Real Laser Cannon
On Dec. 10, 2014, the U.S. Navy deployed a real laser cannon for the first time. According to the Office of Naval Research, the system called LaWS (short for “laser weapon system”) will play a key role in the future of naval operations. The laser cannon was installed on the USS Ponce. The operational demonstrations took place in the fall of 2014, and the laser cannon operated seamlessly, complementing other defense systems of the ship.
According to Rear Adm.

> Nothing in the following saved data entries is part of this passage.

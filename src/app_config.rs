//! Application configuration from file and environment variables
//!
//! Configuration is loaded with the following priority (highest to lowest):
//! 1. Environment variables (prefixed with PHIN_)
//! 2. Config file (config.toml)
//! 3. Default values
//!
//! Secrets like the database URL stay in environment variables, not in the
//! config file.

use config::{Config, ConfigError, Environment, File};
use once_cell::sync::Lazy;
use serde::{Deserialize, Serialize};
use std::sync::RwLock;

/// Global application configuration
pub static APP_CONFIG: Lazy<RwLock<AppConfig>> = Lazy::new(|| {
    RwLock::new(AppConfig::load().unwrap_or_else(|e| {
        log::warn!("Failed to load config file, using defaults: {}", e);
        AppConfig::default()
    }))
});

/// Site configuration
#[derive(Debug, Clone, Serialize, Deserialize)]
#[serde(default)]
pub struct SiteConfig {
    pub name: String,
    pub base_url: String,
}

impl Default for SiteConfig {
    fn default() -> Self {
        Self {
            name: "Phin".to_string(),
            base_url: "http://localhost:8080".to_string(),
        }
    }
}

/// HTTP server configuration
#[derive(Debug, Clone, Serialize, Deserialize)]
#[serde(default)]
pub struct ServerConfig {
    pub bind: String,
    pub port: u16,
}

impl Default for ServerConfig {
    fn default() -> Self {
        Self {
            bind: "127.0.0.1".to_string(),
            port: 8080,
        }
    }
}

/// Listing defaults
#[derive(Debug, Clone, Serialize, Deserialize)]
#[serde(default)]
pub struct ListingConfig {
    pub default_page_size: u64,
}

impl Default for ListingConfig {
    fn default() -> Self {
        Self {
            default_page_size: 20,
        }
    }
}

#[derive(Debug, Clone, Default, Serialize, Deserialize)]
#[serde(default)]
pub struct AppConfig {
    pub site: SiteConfig,
    pub server: ServerConfig,
    pub listing: ListingConfig,
}

impl AppConfig {
    pub fn load() -> Result<Self, ConfigError> {
        Config::builder()
            .add_source(File::with_name("config").required(false))
            .add_source(Environment::with_prefix("PHIN").separator("__"))
            .build()?
            .try_deserialize()
    }

    /// Snapshot of the current configuration
    pub fn get() -> AppConfig {
        APP_CONFIG
            .read()
            .map(|config| config.clone())
            .unwrap_or_default()
    }
}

Matthew L. Klunder, during the tests the laser performed rather complicated tasks and was able to destroy its designated targets effectively and with “near-instantaneous lethality.” A laser beam, unsurprisingly, propagates at the speed of light, so no evasive maneuver is going to be fast enough to evade the beam.

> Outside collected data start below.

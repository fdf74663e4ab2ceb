//! # Data Model
//!
//! Core data structures for constraint management and the annotation loop:
//! point/cluster identifiers, constraint kinds, iteration records, and the
//! fixed universe of data points with its string interning table.

use serde::de::Error as _;
use serde::{Deserialize, Deserializer, Serialize, Serializer};
use std::collections::{BTreeMap, HashMap};
use std::fmt;
use std::str::FromStr;

/// Dense internal index of a data point inside a [`Universe`].
#[derive(Debug, Clone, Copy, PartialEq, Eq, Hash, PartialOrd, Ord)]
pub struct PointIdx(pub u32);

impl PointIdx {
    /// Index into universe-sized arrays.
    #[inline]
    pub fn index(self) -> usize {
        self.0 as usize
    }
}

impl fmt::Display for PointIdx {
    fn fmt(&self, f: &mut fmt::Formatter<'_>) -> fmt::Result {
        write!(f, "P{}", self.0)
    }
}

/// Compact identifier for clusters in a clustering result.
#[derive(Debug, Clone, Copy, PartialEq, Eq, Hash, PartialOrd, Ord, Serialize, Deserialize)]
pub struct ClusterId(pub u32);

impl fmt::Display for ClusterId {
    fn fmt(&self, f: &mut fmt::Formatter<'_>) -> fmt::Result {
        write!(f, "C{}", self.0)
    }
}

/// The binary constraint vocabulary: two points either must share a cluster
/// or must never share one.
#[derive(Debug, Clone, Copy, PartialEq, Eq, Hash, Serialize, Deserialize)]
#[serde(rename_all = "SCREAMING_SNAKE_CASE")]
pub enum ConstraintKind {
    MustLink,
    CannotLink,
}

impl ConstraintKind {
    /// The opposite judgment, used by error injection and the flip policy.
    pub fn inverse(self) -> Self {
        match self {
            ConstraintKind::MustLink => ConstraintKind::CannotLink,
            ConstraintKind::CannotLink => ConstraintKind::MustLink,
        }
    }
}

impl fmt::Display for ConstraintKind {
    fn fmt(&self, f: &mut fmt::Formatter<'_>) -> fmt::Result {
        match self {
            ConstraintKind::MustLink => write!(f, "MUST_LINK"),
            ConstraintKind::CannotLink => write!(f, "CANNOT_LINK"),
        }
    }
}

/// An explicit, accepted constraint between two distinct data points.
///
/// The pair is symmetric; `point_a`/`point_b` keep the order in which the
/// annotation was submitted, for audit purposes only.
#[derive(Debug, Clone, PartialEq, Eq, Serialize, Deserialize)]
pub struct Annotation {
    pub point_a: String,
    pub point_b: String,
    pub kind: ConstraintKind,
}

impl Annotation {
    pub fn new(point_a: impl Into<String>, point_b: impl Into<String>, kind: ConstraintKind) -> Self {
        Self {
            point_a: point_a.into(),
            point_b: point_b.into(),
            kind,
        }
    }
}

/// Audit record for one annotated candidate pair within an iteration.
///
/// `kind` is the *effective* constraint submitted after error injection and
/// conflict resolution. `erroneous` flags whether that effective constraint
/// contradicts ground truth; `conflict` whether the manager rejected the
/// first submission; `applied` whether any constraint was recorded at all
/// (false only under the skip policy).
#[derive(Debug, Clone, PartialEq, Serialize, Deserialize)]
pub struct AnnotationRecord {
    pub point_a: String,
    pub point_b: String,
    pub kind: ConstraintKind,
    pub erroneous: bool,
    pub conflict: bool,
    #[serde(default = "default_applied")]
    pub applied: bool,
}

fn default_applied() -> bool {
    true
}

impl AnnotationRecord {
    /// The annotation this record applied, if any.
    pub fn annotation(&self) -> Option<Annotation> {
        self.applied
            .then(|| Annotation::new(&self.point_a, &self.point_b, self.kind))
    }
}

/// Sequential iteration identifier with the fixed-width, zero-padded string
/// form used as artifact keys (`"0000"`, `"0001"`, ...).
#[derive(Debug, Clone, Copy, PartialEq, Eq, Hash, PartialOrd, Ord)]
pub struct IterationId(pub u32);

impl IterationId {
    pub const FIRST: IterationId = IterationId(0);

    /// The next iteration in sequence.
    pub fn next(self) -> Self {
        IterationId(self.0 + 1)
    }
}

impl fmt::Display for IterationId {
    fn fmt(&self, f: &mut fmt::Formatter<'_>) -> fmt::Result {
        write!(f, "{:04}", self.0)
    }
}

impl FromStr for IterationId {
    type Err = std::num::ParseIntError;

    fn from_str(s: &str) -> Result<Self, Self::Err> {
        s.parse::<u32>().map(IterationId)
    }
}

impl Serialize for IterationId {
    fn serialize<S: Serializer>(&self, serializer: S) -> Result<S::Ok, S::Error> {
        serializer.serialize_str(&self.to_string())
    }
}

impl<'de> Deserialize<'de> for IterationId {
    fn deserialize<D: Deserializer<'de>>(deserializer: D) -> Result<Self, D::Error> {
        let raw = String::deserialize(deserializer)?;
        raw.parse()
            .map_err(|_| D::Error::custom(format!("invalid iteration id: {raw:?}")))
    }
}

/// Elapsed seconds per phase of one iteration, measured by scoped timers
/// around the sampling and clustering calls.
#[derive(Debug, Clone, Copy, PartialEq, Serialize, Deserialize)]
pub struct IterationTimings {
    pub sampling_total: f64,
    pub clustering_total: f64,
    pub total: f64,
}

impl IterationTimings {
    pub fn new(sampling_total: f64, clustering_total: f64) -> Self {
        Self {
            sampling_total,
            clustering_total,
            total: sampling_total + clustering_total,
        }
    }
}

/// Full assignment of every data point to a cluster.
pub type ClusteringResult = BTreeMap<String, ClusterId>;

/// True label per data point, consumed only by the simulated annotator and
/// quality probes, never by the constraints manager.
pub type GroundTruth = BTreeMap<String, String>;

/// Feature vector per data point, opaque to the core and passed through to
/// samplers and clusterers.
pub type FeatureVectors = BTreeMap<String, Vec<f64>>;

/// The fixed universe of data-point identifiers for one experiment.
///
/// Created once at dataset load; keys are sorted and de-duplicated so that
/// dense indices are stable and runs are deterministic. Never mutated for
/// the lifetime of a constraints manager.
#[derive(Debug, Clone, PartialEq, Eq)]
pub struct Universe {
    keys: Vec<String>,
    index: HashMap<String, PointIdx>,
}

impl Universe {
    /// Build the universe from an arbitrary collection of point keys.
    pub fn new<I, S>(keys: I) -> Self
    where
        I: IntoIterator<Item = S>,
        S: Into<String>,
    {
        let mut keys: Vec<String> = keys.into_iter().map(Into::into).collect();
        keys.sort();
        keys.dedup();

        let index = keys
            .iter()
            .enumerate()
            .map(|(i, key)| (key.clone(), PointIdx(i as u32)))
            .collect();

        Self { keys, index }
    }

    /// Look up the dense index of a point key.
    pub fn get(&self, key: &str) -> Option<PointIdx> {
        self.index.get(key).copied()
    }

    /// The key at a dense index. Panics on an out-of-range index, which
    /// cannot occur for indices produced by this universe.
    pub fn key(&self, idx: PointIdx) -> &str {
        &self.keys[idx.index()]
    }

    pub fn contains(&self, key: &str) -> bool {
        self.index.contains_key(key)
    }

    /// All point keys in sorted order.
    pub fn keys(&self) -> &[String] {
        &self.keys
    }

    /// All dense indices, in key order.
    pub fn indices(&self) -> impl Iterator<Item = PointIdx> + '_ {
        (0..self.keys.len() as u32).map(PointIdx)
    }

    pub fn len(&self) -> usize {
        self.keys.len()
    }

    pub fn is_empty(&self) -> bool {
        self.keys.is_empty()
    }

    /// Number of unordered distinct pairs in the universe.
    pub fn pair_count(&self) -> usize {
        let n = self.keys.len();
        n * n.saturating_sub(1) / 2
    }
}

#[cfg(test)]
mod tests {
    use super::*;

    #[test]
    fn test_universe_sorts_and_dedups() {
        let universe = Universe::new(["b", "a", "c", "a"]);
        assert_eq!(universe.len(), 3);
        assert_eq!(universe.keys(), &["a", "b", "c"]);
        assert_eq!(universe.get("a"), Some(PointIdx(0)));
        assert_eq!(universe.get("c"), Some(PointIdx(2)));
        assert_eq!(universe.get("z"), None);
        assert_eq!(universe.key(PointIdx(1)), "b");
        assert_eq!(universe.pair_count(), 3);
    }

    #[test]
    fn test_empty_universe() {
        let universe = Universe::new(Vec::<String>::new());
        assert!(universe.is_empty());
        assert_eq!(universe.pair_count(), 0);
    }

    #[test]
    fn test_iteration_id_padding() {
        assert_eq!(IterationId(0).to_string(), "0000");
        assert_eq!(IterationId(7).to_string(), "0007");
        assert_eq!(IterationId(123).to_string(), "0123");
        assert_eq!(IterationId(12345).to_string(), "12345");
        assert_eq!("0042".parse::<IterationId>().unwrap(), IterationId(42));
        assert_eq!(IterationId(2).next(), IterationId(3));
    }

    #[test]
    fn test_iteration_id_as_map_key() {
        let mut map = BTreeMap::new();
        map.insert(IterationId(0), "first");
        map.insert(IterationId(1), "second");

        let json = serde_json::to_string(&map).unwrap();
        assert_eq!(json, r#"{"0000":"first","0001":"second"}"#);

        let back: BTreeMap<IterationId, String> = serde_json::from_str(&json).unwrap();
        assert_eq!(back[&IterationId(1)], "second");
    }

    #[test]
    fn test_constraint_kind_serde() {
        let json = serde_json::to_string(&ConstraintKind::MustLink).unwrap();
        assert_eq!(json, "\"MUST_LINK\"");
        let kind: ConstraintKind = serde_json::from_str("\"CANNOT_LINK\"").unwrap();
        assert_eq!(kind, ConstraintKind::CannotLink);
        assert_eq!(kind.inverse(), ConstraintKind::MustLink);
        assert_eq!(ConstraintKind::MustLink.inverse().inverse(), ConstraintKind::MustLink);
    }

    #[test]
    fn test_cluster_id_serializes_as_integer() {
        let mut result = ClusteringResult::new();
        result.insert("a".to_string(), ClusterId(2));
        let json = serde_json::to_string(&result).unwrap();
        assert_eq!(json, r#"{"a":2}"#);
    }

    #[test]
    fn test_annotation_record_applied_default() {
        let json = r#"{"point_a":"a","point_b":"b","kind":"MUST_LINK","erroneous":false,"conflict":false}"#;
        let record: AnnotationRecord = serde_json::from_str(json).unwrap();
        assert!(record.applied);
        assert_eq!(
            record.annotation(),
            Some(Annotation::new("a", "b", ConstraintKind::MustLink))
        );
    }

    #[test]
    fn test_timings_total() {
        let timings = IterationTimings::new(0.5, 1.25);
        assert_eq!(timings.total, 1.75);
        let json = serde_json::to_string(&timings).unwrap();
        assert!(json.contains("\"sampling_total\":0.5"));
        assert!(json.contains("\"clustering_total\":1.25"));
    }
}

To our considerable regret, the laser does not, in fact, shoot a cool green beam. The newest military technology is based on solid-state laser array that generates an infrared beam (and is, therefore, invisible to the eyes).

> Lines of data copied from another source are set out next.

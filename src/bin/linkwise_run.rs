use anyhow::{anyhow, Context};
use linkwise::config::{
    AnnotationOverrides, BudgetOverrides, ConfigOverrides, DatasetOverrides, RunConfig,
    SamplingOverrides,
};
use linkwise::persistence::{RunStore, FILE_GROUND_TRUTH};
use linkwise::{
    AnnotationSession, ConflictPolicy, ErrorPlacement, FeatureVectors, GroundTruth,
    PairAgreementProbe,
};
use rand::rngs::StdRng;
use rand::{Rng, SeedableRng};
use tracing_subscriber::EnvFilter;

fn parse_arg(flag: &str) -> Option<String> {
    let mut args = std::env::args();
    while let Some(arg) = args.next() {
        if arg == flag {
            return args.next();
        }
    }
    None
}

fn has_flag(flag: &str) -> bool {
    std::env::args().any(|arg| arg == flag)
}

fn print_usage() {
    println!("linkwise_run - drive an interactive constrained-clustering run");
    println!();
    println!("Options:");
    println!("  --config PATH           TOML config file (default: linkwise.toml if present)");
    println!("  --data-dir DIR          run directory with inputs and artifacts");
    println!("  --batch-size N          candidate pairs per iteration");
    println!("  --max-iterations N      iteration ceiling after the baseline pass (default: unbounded)");
    println!("  --error-rate F          fraction of each batch answered wrongly");
    println!("  --error-placement MODE  as_sampled | deferred");
    println!("  --conflict-policy MODE  skip | flip");
    println!("  --seed N                sampling seed");
    println!("  --seed-demo GxP         write a demo dataset (G groups, P points each)");
    println!("  --log-file PATH         append logs to a file instead of stderr");
    println!();
    println!("Environment variables with the LINKWISE_ prefix override the config");
    println!("file, e.g. LINKWISE_BUDGET__MAX_ITERATIONS=5.");
}

fn init_logging(log_file: Option<&str>) -> anyhow::Result<()> {
    let filter = EnvFilter::try_from_default_env().unwrap_or_else(|_| EnvFilter::new("info"));
    match log_file {
        Some(path) => {
            let file = std::fs::OpenOptions::new()
                .create(true)
                .append(true)
                .open(path)
                .with_context(|| format!("opening log file {path}"))?;
            tracing_subscriber::fmt()
                .with_env_filter(filter)
                .with_writer(std::sync::Mutex::new(file))
                .with_ansi(false)
                .init();
        }
        None => {
            tracing_subscriber::fmt().with_env_filter(filter).init();
        }
    }
    Ok(())
}

fn parse_conflict_policy(value: &str) -> anyhow::Result<ConflictPolicy> {
    match value {
        "skip" => Ok(ConflictPolicy::Skip),
        "flip" => Ok(ConflictPolicy::Flip),
        other => Err(anyhow!("unknown conflict policy {other:?} (skip | flip)")),
    }
}

fn parse_error_placement(value: &str) -> anyhow::Result<ErrorPlacement> {
    match value {
        "as_sampled" => Ok(ErrorPlacement::AsSampled),
        "deferred" => Ok(ErrorPlacement::Deferred),
        other => Err(anyhow!(
            "unknown error placement {other:?} (as_sampled | deferred)"
        )),
    }
}

fn collect_overrides() -> anyhow::Result<ConfigOverrides> {
    let mut overrides = ConfigOverrides::default();

    if let Some(dir) = parse_arg("--data-dir") {
        overrides
            .dataset
            .get_or_insert_with(DatasetOverrides::default)
            .data_dir = Some(dir.into());
    }
    if let Some(raw) = parse_arg("--batch-size") {
        overrides
            .sampling
            .get_or_insert_with(SamplingOverrides::default)
            .batch_size = Some(raw.parse().context("parsing --batch-size")?);
    }
    if let Some(raw) = parse_arg("--seed") {
        overrides
            .sampling
            .get_or_insert_with(SamplingOverrides::default)
            .seed = Some(raw.parse().context("parsing --seed")?);
    }
    if let Some(raw) = parse_arg("--max-iterations") {
        overrides
            .budget
            .get_or_insert_with(BudgetOverrides::default)
            .max_iterations = Some(raw.parse().context("parsing --max-iterations")?);
    }
    if let Some(raw) = parse_arg("--error-rate") {
        overrides
            .annotation
            .get_or_insert_with(AnnotationOverrides::default)
            .error_rate = Some(raw.parse().context("parsing --error-rate")?);
    }
    if let Some(raw) = parse_arg("--error-placement") {
        overrides
            .annotation
            .get_or_insert_with(AnnotationOverrides::default)
            .error_placement = Some(parse_error_placement(&raw)?);
    }
    if let Some(raw) = parse_arg("--conflict-policy") {
        overrides
            .annotation
            .get_or_insert_with(AnnotationOverrides::default)
            .conflict_policy = Some(parse_conflict_policy(&raw)?);
    }
    Ok(overrides)
}

/// Write a synthetic dataset into the run directory: `groups` labeled
/// groups of `per_group` points each, with 2-D vectors scattered around
/// one center per group.
fn seed_demo(store: &RunStore, shape: &str) -> anyhow::Result<()> {
    let (groups, per_group) = shape
        .split_once('x')
        .ok_or_else(|| anyhow!("expected GROUPSxPOINTS, e.g. 4x25, got {shape:?}"))?;
    let groups: usize = groups.parse().context("parsing demo group count")?;
    let per_group: usize = per_group.parse().context("parsing demo group size")?;
    if groups == 0 || per_group == 0 {
        return Err(anyhow!("demo dataset needs at least one group and one point"));
    }

    let mut truth = GroundTruth::new();
    let mut vectors = FeatureVectors::new();
    let mut rng = StdRng::seed_from_u64(7);
    for group in 0..groups {
        let center = (group as f64) * 10.0;
        for point in 0..per_group {
            let key = format!("g{group}_p{point:03}");
            truth.insert(key.clone(), format!("g{group}"));
            vectors.insert(
                key,
                vec![
                    center + rng.random_range(-1.0..=1.0),
                    -center + rng.random_range(-1.0..=1.0),
                ],
            );
        }
    }

    store.save_ground_truth(&truth)?;
    store.save_vectors(&vectors)?;
    println!(
        "Seeded demo dataset: {} points in {} groups under {}",
        truth.len(),
        groups,
        store.root().display()
    );
    Ok(())
}

fn main() -> anyhow::Result<()> {
    if has_flag("--help") || has_flag("-h") {
        print_usage();
        return Ok(());
    }

    init_logging(parse_arg("--log-file").as_deref())?;

    let config_path = parse_arg("--config").or_else(|| {
        std::path::Path::new("linkwise.toml")
            .exists()
            .then(|| "linkwise.toml".to_string())
    });
    let config = RunConfig::load(config_path.as_deref(), collect_overrides()?)?;

    if let Some(shape) = parse_arg("--seed-demo") {
        let store = RunStore::open(&config.dataset.data_dir)?;
        if store.root().join(FILE_GROUND_TRUTH).exists() {
            return Err(anyhow!(
                "refusing to overwrite existing dataset in {}",
                store.root().display()
            ));
        }
        seed_demo(&store, &shape)?;
    }

    let mut session = AnnotationSession::open(config.clone())?;
    if config.budget.min_quality.is_some() {
        session = session.with_quality_probe(Box::new(PairAgreementProbe));
    }

    let summary = session.run()?;
    println!("Run finished: {}", summary.termination);
    println!("  iterations: {}", summary.iterations);
    println!(
        "  constraints applied: {} ({} classes, complete: {})",
        summary.applied_constraints, summary.classes, summary.complete
    );
    if let Some(quality) = summary.quality {
        println!("  quality: {quality:.4}");
    }
    println!(
        "  sampler: {} / clusterer: {}",
        summary.sampler, summary.clusterer
    );
    println!("  elapsed: {:.2}s", summary.total_seconds);
    Ok(())
}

The new weapon has the advantage of requiring literally no ammunition (the electric charge needed to fire a single shot is quite easy to generate). The laser is cheap to maintain and extremely accurate. The scalable power levels even allow to use the laser cannon as a non-lethal weapon.
Apparently, the Office of Naval Research is currently developing a similar weapon for the U.S. Marine Corps. The ground-based system is thought of as an effective way to protect troops from drones and supersonic missiles.